How does changing the position of the BaseStream of a BinaryReader affect the current state of a BinaryWriter that uses the same BaseStream?

StackOverflow https://stackoverflow.com/questions/17124564

Question

I am working on a parser that watches a stream (probably from a NetworkStream). When certain data is seen on the source stream, a new MemoryStream is created and the relevant data from the source is written to it.

Then I pass the MemoryStream for parsing to another class method that parses the MemoryStream as a Stream. In this method a BinaryReader is created. When it goes to read the data there is none because the BinaryReader is actually at the end of the data.

The BinaryReader does not have a Position property or Seek method, so the underlining BaseStream position needs to be changed. Once the position is changed the stream can be parsed.

In this case we are not adding additional data so there is no problem. But the thought occurs to me that if a similar situation arrives and additional data is going to be written to the this might not work because the position value was changed behind its back.

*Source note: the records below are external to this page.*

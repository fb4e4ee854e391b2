//! 错误类型
//!
//! 单行内的失败（解析、查找、路由）都不会中断整个批次：
//! 它们以 `ResolveError` / `RouteError` 的形式保留原因，
//! 由编排层降级为"缺失值 + 日志条目"。
//! 只有 `InputValidationError` 会在处理任何一行之前终止程序。

use thiserror::Error;

/// 应用程序错误类型
#[derive(Debug, Error)]
pub enum AppError {
    /// 配置错误
    #[error("配置错误: {0}")]
    Config(#[from] ConfigError),
    /// 输入文件校验失败
    #[error("输入校验失败: {0}")]
    InputValidation(#[from] InputValidationError),
    /// 读取 Excel 文件失败
    #[error("读取工作簿失败: {0}")]
    Workbook(#[from] calamine::Error),
    /// 生成 Excel 报告失败
    #[error("导出报告失败: {0}")]
    Export(#[from] rust_xlsxwriter::XlsxError),
    /// 文件读写错误
    #[error("文件错误: {0}")]
    Io(#[from] std::io::Error),
    /// HTTP 客户端构建失败
    #[error("HTTP 客户端错误: {0}")]
    Http(#[from] reqwest::Error),
    /// 坐标提取规则编译失败
    #[error("正则表达式错误: {0}")]
    Regex(#[from] regex::Error),
}

/// 配置错误
#[derive(Debug, Error)]
pub enum ConfigError {
    /// 无法识别的出行方式
    #[error("无法识别的出行方式: '{0}' (可选: car, truck, van, carro, camião, carrinha)")]
    UnknownTravelMode(String),
    /// 配置文件解析失败
    #[error("配置文件解析失败 ({path}): {source}")]
    FileParseFailed {
        path: String,
        #[source]
        source: toml::de::Error,
    },
    /// 配置文件读取失败
    #[error("配置文件读取失败 ({path}): {source}")]
    FileReadFailed {
        path: String,
        #[source]
        source: std::io::Error,
    },
}

/// 输入表格校验错误
#[derive(Debug, Clone, PartialEq, Eq, Error)]
pub enum InputValidationError {
    /// 表格没有数据行
    #[error("O ficheiro Excel está vazio. Por favor, verifique se existem dados no ficheiro.")]
    EmptyTable,
    /// 缺少必需的列
    #[error("O ficheiro deve conter as colunas: {}", .0.join(", "))]
    MissingColumns(Vec<String>),
    /// 关键列中存在空值
    #[error("Existem códigos postais vazios no ficheiro (coluna {column}, linha {row}).")]
    NullKeys { column: String, row: usize },
}

/// 传输层错误（超时、DNS、连接中断等）
#[derive(Debug, Clone, PartialEq, Eq, Error)]
pub enum TransportError {
    #[error("请求超时")]
    Timeout,
    #[error("连接失败: {0}")]
    Connect(String),
    #[error("请求失败: {0}")]
    Other(String),
}

impl From<reqwest::Error> for TransportError {
    fn from(err: reqwest::Error) -> Self {
        if err.is_timeout() {
            TransportError::Timeout
        } else if err.is_connect() {
            TransportError::Connect(err.to_string())
        } else {
            TransportError::Other(err.to_string())
        }
    }
}

/// 坐标解析失败的原因
#[derive(Debug, Clone, PartialEq, Eq, Error)]
pub enum ResolveError {
    /// 查询服务不可达
    #[error("查询服务不可达: {0}")]
    Transport(#[from] TransportError),
    /// 查询服务返回非成功状态码
    #[error("查询服务返回状态码 {0}")]
    BadStatus(u16),
    /// 页面中没有坐标标记
    #[error("页面中没有坐标标记")]
    NoMarkers,
    /// 找到了标记，但数值全部无法解析
    #[error("找到 {markers} 个坐标标记，但数值无法解析")]
    UnparseableCoordinates { markers: usize },
}

/// 路由不可用的原因
#[derive(Debug, Clone, PartialEq, Eq, Error)]
pub enum RouteError {
    /// 起点或终点坐标缺失，未发出请求
    #[error("起点或终点坐标缺失")]
    MissingEndpoint,
    /// 路由服务不可达
    #[error("路由服务不可达: {0}")]
    Transport(#[from] TransportError),
    /// 路由服务返回非成功状态码
    #[error("路由服务返回状态码 {0}")]
    BadStatus(u16),
    /// 响应中没有可用路线
    #[error("路由服务没有返回路线")]
    NoRoutes,
    /// 响应 JSON 结构不符
    #[error("路由响应无法解析: {0}")]
    InvalidPayload(String),
}

// ========== Result 类型别名 ==========

/// 应用程序结果类型
pub type AppResult<T> = Result<T, AppError>;
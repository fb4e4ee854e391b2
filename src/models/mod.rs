pub mod coordinate;
pub mod loaders;
pub mod location;
pub mod report;
pub mod row;
pub mod travel_mode;

pub use coordinate::{Coordinate, RouteMetrics};
pub use loaders::{load_xlsx_rows, InputLayout, InputTable};
pub use location::LocationKey;
pub use report::{BatchReport, BatchStats};
pub use row::{Endpoint, LogEntry, RouteRow, RowResult};
pub use travel_mode::{TravelMode, TravelModeAdvisory};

I’m a bit fuzzy on the implications here.

Do the writer and reader work with copies of the BaseStream and its position or the original object allowing for corruption?

Does this mean that I need to create the reader at the same time I create the writer so that both start at the same spot then pass then reader to the method instead of the BaseStream? I think this might be a better practice.

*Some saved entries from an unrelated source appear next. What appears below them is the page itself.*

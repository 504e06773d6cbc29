//! Formatter entries, shared function types, and convenience predicates.

use std::sync::Arc;

use serde_json::Value;

use crate::value::value_text;

/// Decides whether a formatter applies to a value.
pub type Predicate = Arc<dyn Fn(&Value) -> bool + Send + Sync>;

/// Formats one matched value into its display text.
pub type FormatFn = Arc<dyn Fn(&Value) -> String + Send + Sync>;

/// Combines an ordered sequence of items into one string, formatting each
/// item with the supplied per-item formatter.
pub type ArrayFormatFn =
    Arc<dyn Fn(&[Value], &(dyn Fn(&Value) -> String)) -> String + Send + Sync>;

/// Renders a composite value that no predicate claimed.
pub type ObjectFormatFn = Arc<dyn Fn(&Value) -> String + Send + Sync>;

/// One registered `(predicate, formatter)` pair. Entries are tried in
/// registration order and the first match wins.
pub(crate) struct FormatterEntry {
    pub(crate) predicate: Predicate,
    pub(crate) format: FormatFn,
}

/// Returns true when the value is an array.
///
/// Register a formatter under this predicate to take over whole arrays: a
/// direct predicate match beats the automatic array-aggregation path.
pub fn is_array(value: &Value) -> bool {
    value.is_array()
}

/// Returns true when the value is a composite object.
pub fn is_object(value: &Value) -> bool {
    value.is_object()
}

/// Default array strategy: format each item and join with a blank line.
pub(crate) fn default_array_format(items: &[Value], format: &(dyn Fn(&Value) -> String)) -> String {
    items.iter().map(format).collect::<Vec<_>>().join("\n\n")
}

/// Default object fallback: the value's canonical text form (compact JSON).
pub(crate) fn default_object_format(value: &Value) -> String {
    value_text(value)
}

#[cfg(test)]
mod tests {
    use super::*;
    use serde_json::json;

    #[test]
    fn test_is_array() {
        assert!(is_array(&json!([])));
        assert!(is_array(&json!([1, 2])));
        assert!(!is_array(&json!({"a": 1})));
        assert!(!is_array(&json!("text")));
    }

    #[test]
    fn test_is_object() {
        assert!(is_object(&json!({})));
        assert!(!is_object(&json!([])));
        assert!(!is_object(&json!(null)));
    }

    #[test]
    fn test_default_array_format_joins_with_blank_line() {
        let items = vec![json!("a"), json!("b"), json!("c")];
        let out = default_array_format(&items, &value_text);
        assert_eq!(out, "a\n\nb\n\nc");
    }

    #[test]
    fn test_default_array_format_single_item_has_no_separator() {
        let items = vec![json!("only")];
        assert_eq!(default_array_format(&items, &value_text), "only");
    }
}
//! # Promptweave - Type-Directed Prompt Composition
//!
//! `promptweave` composes structured text blocks (primarily prompts for
//! language models) from literal fragments interleaved with interpolated
//! values. It layers an extensible, type-directed formatting step over the
//! section renderer from `promptweave-render`, which it re-exports.
//!
//! ## Core Concepts
//!
//! - [`Formatters`]: ordered `(predicate, formatter)` registry with
//!   configurable array and object fallback strategies
//! - [`FormattingRenderer`]: a frozen registry, cheap to clone and share
//! - [`BoundSection`]: one named/conditional render with formatted values
//! - [`Section`] / [`normalize`]: the underlying renderer, usable directly
//!   when values are already strings
//!
//! Values are [`serde_json::Value`]s, so any `Serialize` domain type drops
//! in via `serde_json::to_value`.
//!
//! ## Quick Start
//!
//! ```rust
//! use promptweave::Formatters;
//! use serde_json::json;
//!
//! let prompt = Formatters::new()
//!     .add(
//!         |v| v.get("kind") == Some(&json!("note")),
//!         |v| format!("Note: {}", v["text"].as_str().unwrap_or("")),
//!     )
//!     .build();
//!
//! let notes = json!([
//!     {"kind": "note", "text": "Prefers concise answers"},
//!     {"kind": "note", "text": "Works in UTC+2"},
//! ]);
//!
//! let out = prompt
//!     .named("Memory")
//!     .render(&["Remember the following.\n\n", ""], &[notes]);
//!
//! assert_eq!(
//!     out,
//!     "\n==== Memory ====\nRemember the following.\n\nNote: Prefers concise answers\n\nNote: Works in UTC+2\n==== End of Memory ====\n"
//! );
//! ```
//!
//! ## Dispatch Precedence
//!
//! Each interpolated value goes through, in order: first matching registered
//! predicate (arrays included — see [`is_array`]); array aggregation
//! (empty arrays vanish, homogeneous arrays share one formatter, mixed
//! arrays format element-wise); the object fallback; the plain string form.
//! See the [`registry`] module docs for the full rules.
//!
//! ## Composition
//!
//! A [`BoundSection`] renders to a plain string, so one section's output
//! interpolates into another — differently configured registries included —
//! and the outer normalization pass absorbs the inner block's padding:
//!
//! ```rust
//! use promptweave::Formatters;
//! use serde_json::json;
//!
//! let plain = Formatters::new().build();
//!
//! let inner = plain.named("Context").render(&["The user is offline."], &[]);
//! let outer = plain
//!     .unnamed()
//!     .render(&["Answer briefly.\n", "\nEnd."], &[json!(inner)]);
//!
//! assert_eq!(
//!     outer,
//!     "Answer briefly.\n\n==== Context ====\nThe user is offline.\n==== End of Context ====\n\nEnd."
//! );
//! ```

mod formatter;
pub mod registry;
mod value;

pub use formatter::{is_array, is_object, ArrayFormatFn, FormatFn, ObjectFormatFn, Predicate};
pub use registry::{BoundSection, Formatters, FormattingRenderer};
pub use value::value_text;

// Re-export the rendering foundation.
pub use promptweave_render::{normalize, section, Section};
//! Plain-text conversion for interpolated values.

use serde_json::Value;

/// Converts a value to its plain display text.
///
/// Strings render verbatim (no JSON quoting), numbers and booleans use
/// their display form, and null contributes nothing. Arrays and objects
/// fall back to compact JSON — under a formatter registry those normally
/// route through registered formatters or the array/object strategies
/// before they reach this function.
///
/// # Example
///
/// ```rust
/// use promptweave::value_text;
/// use serde_json::json;
///
/// assert_eq!(value_text(&json!("plain")), "plain");
/// assert_eq!(value_text(&json!(42)), "42");
/// assert_eq!(value_text(&json!(true)), "true");
/// assert_eq!(value_text(&json!(null)), "");
/// ```
pub fn value_text(value: &Value) -> String {
    match value {
        Value::String(s) => s.clone(),
        Value::Number(n) => n.to_string(),
        Value::Bool(b) => b.to_string(),
        Value::Null => String::new(),
        Value::Array(_) | Value::Object(_) => value.to_string(),
    }
}

#[cfg(test)]
mod tests {
    use super::*;
    use serde_json::json;

    #[test]
    fn test_string_renders_verbatim() {
        assert_eq!(value_text(&json!("no quotes")), "no quotes");
    }

    #[test]
    fn test_numbers_and_bools() {
        assert_eq!(value_text(&json!(3)), "3");
        assert_eq!(value_text(&json!(19.5)), "19.5");
        assert_eq!(value_text(&json!(false)), "false");
    }

    #[test]
    fn test_null_is_empty() {
        assert_eq!(value_text(&json!(null)), "");
    }

    #[test]
    fn test_composites_fall_back_to_json() {
        assert_eq!(value_text(&json!({"a": 1})), "{\"a\":1}");
        assert_eq!(value_text(&json!([1, 2])), "[1,2]");
    }
}
//! Section rendering: interleave fragments with values, normalize, wrap.

use crate::normalize::normalize;

/// A named, optionally-conditional block of normalized text.
///
/// A `Section` interleaves literal text fragments with already-stringified
/// values, runs the result through [`normalize`], and wraps non-empty output
/// in header/footer markers when a name is set:
///
/// ```text
/// ==== <name> ====
/// <content>
/// ==== End of <name> ====
/// ```
///
/// The wrapped form carries a leading and trailing newline so that nesting a
/// rendered section inside an outer render produces visually separated
/// blocks once the outer normalization pass runs.
///
/// Rendering never fails: absent values contribute nothing, a false
/// condition yields the empty string, and content that normalizes to nothing
/// suppresses the section entirely (headers are never emitted around empty
/// content).
///
/// # Example
///
/// ```rust
/// use promptweave_render::Section;
///
/// let out = Section::named("Intro").render(&["  Hello   world.  "], &[]);
/// assert_eq!(out, "\n==== Intro ====\nHello world.\n==== End of Intro ====\n");
///
/// // Interpolation slots sit between fragments.
/// let out = Section::new().render(
///     &["status: ", ", retries: ", "."],
///     &[Some("ok".to_string()), Some("2".to_string())],
/// );
/// assert_eq!(out, "status: ok, retries: 2.");
/// ```
#[derive(Debug, Clone)]
pub struct Section {
    name: Option<String>,
    enabled: bool,
}

impl Section {
    /// Creates an unnamed section (no header/footer wrap).
    pub fn new() -> Self {
        Self {
            name: None,
            enabled: true,
        }
    }

    /// Creates a named section. A blank name (empty after trimming) behaves
    /// like an unnamed section.
    pub fn named(name: impl Into<String>) -> Self {
        Self {
            name: Some(name.into()),
            enabled: true,
        }
    }

    /// Gates the section on a condition. When the condition is false,
    /// [`render`](Self::render) returns the empty string without doing any
    /// work.
    pub fn when(mut self, condition: bool) -> Self {
        self.enabled = condition;
        self
    }

    /// Renders the section from interleaved fragments and values.
    ///
    /// Fragments and values interleave positionally:
    /// `fragments[0], values[0], fragments[1], values[1], …`. For a
    /// well-formed call `fragments.len() == values.len() + 1`, but the
    /// renderer tolerates any counts rather than failing: surplus values are
    /// appended after the last fragment. `None` values contribute nothing.
    pub fn render(&self, fragments: &[&str], values: &[Option<String>]) -> String {
        if !self.enabled {
            return String::new();
        }

        let mut raw = String::new();
        let mut slots = values.iter();
        for fragment in fragments {
            raw.push_str(fragment);
            if let Some(value) = slots.next() {
                if let Some(text) = value.as_deref() {
                    raw.push_str(text);
                }
            }
        }
        for value in slots {
            if let Some(text) = value.as_deref() {
                raw.push_str(text);
            }
        }

        let content = normalize(&raw);
        if content.is_empty() {
            return content;
        }

        match self.name.as_deref() {
            Some(name) if !name.trim().is_empty() => {
                format!("\n==== {} ====\n{}\n==== End of {} ====\n", name, content, name)
            }
            _ => content,
        }
    }
}

impl Default for Section {
    fn default() -> Self {
        Self::new()
    }
}

/// Builds a [`Section`] from an optional name and a condition in one call.
///
/// Convenience for call sites that hold both as data rather than chaining
/// [`Section::named`] and [`Section::when`].
pub fn section(name: Option<&str>, condition: bool) -> Section {
    let section = match name {
        Some(name) => Section::named(name),
        None => Section::new(),
    };
    section.when(condition)
}
//! Pure sizing model: dual-momentum consensus with trend dampening,
//! volatility targeting, and a two-tier drawdown overlay.
//!
//! `compute_target_exposure` is a pure function of its inputs: no clock, no
//! randomness, no hidden state. Insufficient history never errors; it just
//! degrades the signal toward flat.

use statrs::statistics::Statistics;

use crate::config::StrategyParams;

/// Calendar days used to annualize daily volatility (crypto trades 24/7).
const DAYS_PER_YEAR: f64 = 365.0;

/// Realized volatility below this is treated as no signal at all.
const MIN_REALIZED_VOL: f64 = 1e-9;

/// Simple moving average over the last `n` values.
pub fn sma(values: &[f64], n: usize) -> Option<f64> {
    if n == 0 || values.len() < n {
        return None;
    }
    Some(values[values.len() - n..].iter().mean())
}

/// Annualized realized volatility over the last `lookback` daily returns,
/// computed as the root mean square of the window.
pub fn realized_vol_annual(daily_returns: &[f64], lookback: usize) -> Option<f64> {
    if lookback == 0 || daily_returns.len() < lookback {
        return None;
    }
    let window = &daily_returns[daily_returns.len() - lookback..];
    let rv_daily = window.iter().map(|r| r * r).mean().sqrt();
    Some(rv_daily * DAYS_PER_YEAR.sqrt())
}

/// Maximum peak-to-trough drawdown of an equity curve, as a fraction of the
/// running peak. Returns 0.0 for an empty curve.
pub fn max_drawdown(equity_curve: &[f64]) -> f64 {
    let Some(&first) = equity_curve.first() else {
        return 0.0;
    };
    let mut peak = first;
    let mut mdd = 0.0f64;
    for &x in equity_curve {
        if x > peak {
            peak = x;
        }
        let dd = if peak > 0.0 { 1.0 - x / peak } else { 0.0 };
        mdd = mdd.max(dd);
    }
    mdd
}

/// Turn a completed-bar close series and an equity history into a target
/// exposure in `[-maxlev, maxlev]`.
///
/// Callers must pass completed daily bars only; an in-progress bar would
/// leak future information into the momentum terms.
pub fn compute_target_exposure(
    closes: &[f64],
    equity_curve: &[f64],
    params: &StrategyParams,
) -> f64 {
    let need = params
        .momentum_short
        .max(params.momentum_long)
        .max(params.trend_window)
        .max(params.vol_window)
        + 2;
    if closes.len() < need {
        return 0.0;
    }

    let last = closes[closes.len() - 1];

    // Dual-momentum consensus: both lookbacks must agree in sign, and an
    // exactly-zero move counts as disagreement.
    let mom_s = last / closes[closes.len() - 1 - params.momentum_short] - 1.0;
    let mom_l = last / closes[closes.len() - 1 - params.momentum_long] - 1.0;
    let mut base = if mom_s > 0.0 && mom_l > 0.0 {
        1.0
    } else if mom_s < 0.0 && mom_l < 0.0 {
        -1.0
    } else {
        0.0
    };

    // Trend dampening: counter-trend shorts are cut harder than
    // counter-trend longs.
    if let Some(trend_ma) = sma(closes, params.trend_window) {
        let bull = last >= trend_ma;
        if bull && base < 0.0 {
            base *= 0.5;
        }
        if !bull && base > 0.0 {
            base *= 0.75;
        }
    }

    // Volatility targeting over the full return series.
    let returns: Vec<f64> = closes.windows(2).map(|w| w[1] / w[0] - 1.0).collect();
    let lev = match realized_vol_annual(&returns, params.vol_window) {
        Some(rv) if rv > MIN_REALIZED_VOL => {
            (params.target_vol / rv).clamp(0.0, params.max_leverage)
        }
        _ => 0.0,
    };

    let mut target = base * lev;

    // Drawdown overlay from strategy equity; tier-2 first, tiers are not
    // cumulative.
    if !equity_curve.is_empty() {
        let mdd = max_drawdown(equity_curve);
        if mdd >= params.drawdown_tier2 {
            target = 0.0;
        } else if mdd >= params.drawdown_tier1 {
            target *= 0.5;
        }
    }

    target.clamp(-params.max_leverage, params.max_leverage)
}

Does the BinaryReader and Writer maintain their own position information? I'm thing not because the property isn't there. If not can you use them concurrently in the same thread?

Update #1: Based on an answer and comments that have since been withdrawn I think I need to make my confusion a little clearer. There is a BaseStream property in both BinaryWriter and BinaryReader. I thought it pointed to the stream object that was used to create the writer and reader. I’m starting to think it is just a worker object that is unique to both.

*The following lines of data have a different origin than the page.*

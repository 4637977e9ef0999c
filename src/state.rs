//! Durable decision state, persisted as a single JSON document.
//!
//! Stores everything needed to resume after restart:
//! - The last UTC day a sizing decision was made
//! - The strategy equity curve and daily return history
//! - The last observed mark price
//! - The kill-switch flag
//!
//! The document is human-inspectable and forward compatible: missing
//! optional fields take their defaults on load, unknown fields are ignored.

use std::path::{Path, PathBuf};

use anyhow::{Context, Result};
use chrono::NaiveDate;
use serde::{Deserialize, Serialize};

/// Persisted per-deployment state, one record per instrument.
#[derive(Debug, Clone, PartialEq, Serialize, Deserialize)]
pub struct BotState {
    /// UTC day (YYYY-MM-DD) of the most recent sizing decision
    #[serde(default)]
    pub last_decision_day: Option<NaiveDate>,

    /// Strategy equity curve, baseline 1.0 at index 0; append-only, never empty
    #[serde(default = "initial_equity_curve")]
    pub equity_curve: Vec<f64>,

    /// Daily returns, parallel to the equity curve offset by one
    #[serde(default)]
    pub daily_returns: Vec<f64>,

    /// Most recently observed mark price; None before the first mark
    #[serde(default)]
    pub last_price: Option<f64>,

    /// Kill switch; once set it is never cleared by the bot itself
    #[serde(default)]
    pub halted: bool,
}

fn initial_equity_curve() -> Vec<f64> {
    vec![1.0]
}

impl Default for BotState {
    fn default() -> Self {
        Self {
            last_decision_day: None,
            equity_curve: initial_equity_curve(),
            daily_returns: Vec::new(),
            last_price: None,
            halted: false,
        }
    }
}

impl BotState {
    /// Latest equity value. The curve is never empty by construction.
    pub fn current_equity(&self) -> f64 {
        *self.equity_curve.last().unwrap_or(&1.0)
    }
}

/// File-backed store for [`BotState`].
///
/// Saves are atomic: the document is written to a sibling temp file and
/// renamed over the target, so a crash mid-write cannot corrupt the record.
pub struct StateStore {
    path: PathBuf,
}

impl StateStore {
    pub fn new(path: impl Into<PathBuf>) -> Self {
        Self { path: path.into() }
    }

    pub fn path(&self) -> &Path {
        &self.path
    }

    /// Load the persisted state, or the defaults if no record exists yet.
    pub fn load(&self) -> Result<BotState> {
        if !self.path.exists() {
            return Ok(BotState::default());
        }
        let raw = std::fs::read_to_string(&self.path)
            .with_context(|| format!("Failed to read state file {}", self.path.display()))?;
        serde_json::from_str(&raw)
            .with_context(|| format!("Failed to parse state file {}", self.path.display()))
    }

    /// Persist the state, creating parent directories as needed.
    pub fn save(&self, state: &BotState) -> Result<()> {
        if let Some(parent) = self.path.parent() {
            if !parent.as_os_str().is_empty() {
                std::fs::create_dir_all(parent).with_context(|| {
                    format!("Failed to create state directory {}", parent.display())
                })?;
            }
        }

        let raw = serde_json::to_string_pretty(state).context("Failed to serialize state")?;
        let tmp = self.path.with_extension("json.tmp");
        std::fs::write(&tmp, raw)
            .with_context(|| format!("Failed to write state file {}", tmp.display()))?;
        std::fs::rename(&tmp, &self.path)
            .with_context(|| format!("Failed to replace state file {}", self.path.display()))?;
        Ok(())
    }
}

#[cfg(test)]
mod tests {
    use super::*;

    #[test]
    fn test_defaults() {
        let state = BotState::default();
        assert_eq!(state.equity_curve, vec![1.0]);
        assert!(state.daily_returns.is_empty());
        assert!(state.last_price.is_none());
        assert!(state.last_decision_day.is_none());
        assert!(!state.halted);
    }

    #[test]
    fn test_serde_round_trip() {
        let state = BotState {
            last_decision_day: NaiveDate::from_ymd_opt(2024, 5, 2),
            equity_curve: vec![1.0, 1.01, 0.99],
            daily_returns: vec![0.01, -0.0198],
            last_price: Some(64_250.5),
            halted: true,
        };

        let raw = serde_json::to_string(&state).unwrap();
        let restored: BotState = serde_json::from_str(&raw).unwrap();
        assert_eq!(restored, state);

        // The decision day serializes in calendar form.
        assert!(raw.contains("2024-05-02"));
    }

    #[test]
    fn test_forward_compatible_load() {
        // Missing optional fields default; unknown fields are ignored.
        let raw = r#"{ "equity_curve": [1.0, 1.02], "future_field": 7 }"#;
        let state: BotState = serde_json::from_str(raw).unwrap();
        assert_eq!(state.equity_curve, vec![1.0, 1.02]);
        assert!(state.last_price.is_none());
        assert!(!state.halted);
    }

    #[test]
    fn test_store_save_and_load() {
        let path = std::env::temp_dir().join(format!(
            "asterbot_state_test_{}.json",
            std::process::id()
        ));
        let _ = std::fs::remove_file(&path);
        let store = StateStore::new(&path);

        // No file yet: defaults.
        let state = store.load().unwrap();
        assert_eq!(state, BotState::default());

        let mut state = state;
        state.last_price = Some(50_000.0);
        state.daily_returns.push(0.002);
        state.equity_curve.push(1.002);
        store.save(&state).unwrap();

        let restored = store.load().unwrap();
        assert_eq!(restored, state);

        let _ = std::fs::remove_file(&path);
    }
}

I don’t want to assume to much about the stream objects so that I remain open to multiple types of streams as a source.

Update #2: Now after running some test code I see that they are connected. When data is written it affects the position of the reader. I would have thought to be useful the reader would remain unaffected so that it could pick up where it left off, reading the next part of the stream. I envisioned something like this:

  • A data event occurs. The event causes data to be written by the writer.
  • At some point the reader works on some of the data in the stream.
  • Another event occurs causing more data to be written.
  • It is appended to the data that the reader already is working on.
  • The reader finishes its work including new data.

But based on the way the position works between the reader and writer this is not the way the stream is to be used,.

Maybe my conception problem is because my BaseStream is a MemoryStream and the rules are different than it would be with a NetworkStream. I was trying to keep the implementation details of the stream's source out of the reading class.

I guess at this point I have the answer to the question. Now I need to find information on using streams to do the type of thing that I have in my head.

Was it helpful?

Solution

I found that working with MemoryStream the Reader and Writer updated the position in the base stream. Therefore you cannot read a stream that is still being written without juggling copying and restoring of the position value. Not recommended.

I reworked things so that I could write an entire transaction to a MemoryStream pass it to another class. The create a new MemoryStream for the next transaction.

The base stream is not a derivation of the given stream, it is the actual stream.